Requirement:
The word "ProviderError" occurs in some lines of the listing. Copy those lines.

****************

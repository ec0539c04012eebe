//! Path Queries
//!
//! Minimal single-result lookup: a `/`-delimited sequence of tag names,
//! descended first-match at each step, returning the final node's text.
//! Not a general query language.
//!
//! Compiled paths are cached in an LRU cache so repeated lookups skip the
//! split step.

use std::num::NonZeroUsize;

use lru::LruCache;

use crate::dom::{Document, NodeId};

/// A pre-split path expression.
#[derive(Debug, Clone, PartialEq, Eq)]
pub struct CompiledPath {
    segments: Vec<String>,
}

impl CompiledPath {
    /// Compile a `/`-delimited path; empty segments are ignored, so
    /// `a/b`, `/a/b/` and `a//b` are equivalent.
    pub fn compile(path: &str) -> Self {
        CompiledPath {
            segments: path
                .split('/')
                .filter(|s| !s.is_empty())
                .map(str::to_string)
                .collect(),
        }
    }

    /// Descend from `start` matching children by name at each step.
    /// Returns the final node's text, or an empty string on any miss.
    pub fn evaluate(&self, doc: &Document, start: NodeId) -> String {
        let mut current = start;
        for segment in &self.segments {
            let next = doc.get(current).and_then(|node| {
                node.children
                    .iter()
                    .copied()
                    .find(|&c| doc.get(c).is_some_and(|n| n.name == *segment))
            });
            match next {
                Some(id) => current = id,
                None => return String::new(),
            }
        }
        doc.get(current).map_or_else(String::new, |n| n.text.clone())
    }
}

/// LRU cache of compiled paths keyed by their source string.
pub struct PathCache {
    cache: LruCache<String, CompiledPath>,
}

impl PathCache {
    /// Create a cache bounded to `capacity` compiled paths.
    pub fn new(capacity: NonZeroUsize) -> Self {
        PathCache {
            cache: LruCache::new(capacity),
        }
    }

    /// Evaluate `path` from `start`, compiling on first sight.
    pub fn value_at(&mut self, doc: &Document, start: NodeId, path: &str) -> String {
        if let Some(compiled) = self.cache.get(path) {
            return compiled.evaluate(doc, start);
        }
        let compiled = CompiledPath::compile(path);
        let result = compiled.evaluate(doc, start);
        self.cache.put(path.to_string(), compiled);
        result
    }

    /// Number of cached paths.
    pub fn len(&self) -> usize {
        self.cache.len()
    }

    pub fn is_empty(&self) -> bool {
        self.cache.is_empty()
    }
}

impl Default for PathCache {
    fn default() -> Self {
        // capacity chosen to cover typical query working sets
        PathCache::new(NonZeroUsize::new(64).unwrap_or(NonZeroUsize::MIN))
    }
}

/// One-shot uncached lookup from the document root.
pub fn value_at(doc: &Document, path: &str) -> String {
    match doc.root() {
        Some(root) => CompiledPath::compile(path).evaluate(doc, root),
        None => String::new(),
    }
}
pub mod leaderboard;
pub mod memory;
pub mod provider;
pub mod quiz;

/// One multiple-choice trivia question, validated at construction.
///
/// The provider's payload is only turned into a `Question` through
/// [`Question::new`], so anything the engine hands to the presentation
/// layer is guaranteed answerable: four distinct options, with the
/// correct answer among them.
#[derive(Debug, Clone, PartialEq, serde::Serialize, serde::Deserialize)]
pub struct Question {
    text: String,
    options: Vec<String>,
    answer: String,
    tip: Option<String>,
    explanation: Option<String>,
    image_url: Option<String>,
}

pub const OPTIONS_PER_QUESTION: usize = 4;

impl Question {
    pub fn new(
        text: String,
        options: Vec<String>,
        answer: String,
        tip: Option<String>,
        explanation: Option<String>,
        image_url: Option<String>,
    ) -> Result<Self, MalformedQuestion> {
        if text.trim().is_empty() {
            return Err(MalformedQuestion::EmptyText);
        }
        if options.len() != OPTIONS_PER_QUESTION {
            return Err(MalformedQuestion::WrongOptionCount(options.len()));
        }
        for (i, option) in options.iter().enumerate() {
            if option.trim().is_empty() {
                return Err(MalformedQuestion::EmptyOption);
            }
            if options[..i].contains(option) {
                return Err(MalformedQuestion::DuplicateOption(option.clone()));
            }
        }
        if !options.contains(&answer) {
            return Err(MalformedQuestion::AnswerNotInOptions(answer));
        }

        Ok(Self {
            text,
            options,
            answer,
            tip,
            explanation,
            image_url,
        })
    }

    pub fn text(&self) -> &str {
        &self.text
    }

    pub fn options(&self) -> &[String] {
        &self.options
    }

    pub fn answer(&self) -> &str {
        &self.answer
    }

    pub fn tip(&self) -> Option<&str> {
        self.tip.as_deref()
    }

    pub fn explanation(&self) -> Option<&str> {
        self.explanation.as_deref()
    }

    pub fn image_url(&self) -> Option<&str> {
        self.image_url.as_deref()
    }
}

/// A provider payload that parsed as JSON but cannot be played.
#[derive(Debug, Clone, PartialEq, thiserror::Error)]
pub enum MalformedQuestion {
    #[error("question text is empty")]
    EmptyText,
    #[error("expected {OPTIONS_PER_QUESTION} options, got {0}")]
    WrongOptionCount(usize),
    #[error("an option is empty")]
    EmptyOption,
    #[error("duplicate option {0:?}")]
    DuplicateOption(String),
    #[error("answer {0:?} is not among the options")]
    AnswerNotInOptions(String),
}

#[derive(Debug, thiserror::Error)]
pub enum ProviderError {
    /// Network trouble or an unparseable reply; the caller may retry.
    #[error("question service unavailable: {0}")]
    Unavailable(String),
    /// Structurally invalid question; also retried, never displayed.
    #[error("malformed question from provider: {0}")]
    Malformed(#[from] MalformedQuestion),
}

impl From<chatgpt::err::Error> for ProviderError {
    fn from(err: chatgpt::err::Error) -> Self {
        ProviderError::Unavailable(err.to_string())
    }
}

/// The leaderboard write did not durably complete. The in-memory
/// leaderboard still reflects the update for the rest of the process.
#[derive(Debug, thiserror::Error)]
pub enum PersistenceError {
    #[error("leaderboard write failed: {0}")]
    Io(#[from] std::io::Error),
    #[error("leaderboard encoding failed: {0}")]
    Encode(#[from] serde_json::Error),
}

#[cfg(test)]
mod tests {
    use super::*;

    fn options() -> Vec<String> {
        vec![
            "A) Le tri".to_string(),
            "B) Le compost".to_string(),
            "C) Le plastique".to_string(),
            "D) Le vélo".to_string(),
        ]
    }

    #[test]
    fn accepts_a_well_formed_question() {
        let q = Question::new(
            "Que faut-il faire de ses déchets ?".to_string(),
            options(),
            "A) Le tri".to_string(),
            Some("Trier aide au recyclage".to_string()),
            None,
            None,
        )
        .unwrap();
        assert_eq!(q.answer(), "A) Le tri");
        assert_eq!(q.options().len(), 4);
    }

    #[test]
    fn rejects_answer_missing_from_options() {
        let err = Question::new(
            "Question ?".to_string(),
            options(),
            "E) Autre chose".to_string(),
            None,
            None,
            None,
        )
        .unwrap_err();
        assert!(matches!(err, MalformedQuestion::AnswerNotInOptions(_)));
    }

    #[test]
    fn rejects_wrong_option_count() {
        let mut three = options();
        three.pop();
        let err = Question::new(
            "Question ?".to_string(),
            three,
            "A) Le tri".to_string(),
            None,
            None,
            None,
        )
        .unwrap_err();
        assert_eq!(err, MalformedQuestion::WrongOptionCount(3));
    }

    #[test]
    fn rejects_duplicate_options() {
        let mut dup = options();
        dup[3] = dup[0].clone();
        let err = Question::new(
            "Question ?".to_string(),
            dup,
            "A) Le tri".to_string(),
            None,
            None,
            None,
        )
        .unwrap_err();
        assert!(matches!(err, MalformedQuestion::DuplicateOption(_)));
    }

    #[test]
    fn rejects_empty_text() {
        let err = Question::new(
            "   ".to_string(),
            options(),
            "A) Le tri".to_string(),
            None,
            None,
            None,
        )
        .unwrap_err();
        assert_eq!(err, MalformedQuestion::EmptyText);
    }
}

****************

Answer space:
pub enum ProviderError {
impl From<chatgpt::err::Error> for ProviderError {
        ProviderError::Unavailable(err.to_string())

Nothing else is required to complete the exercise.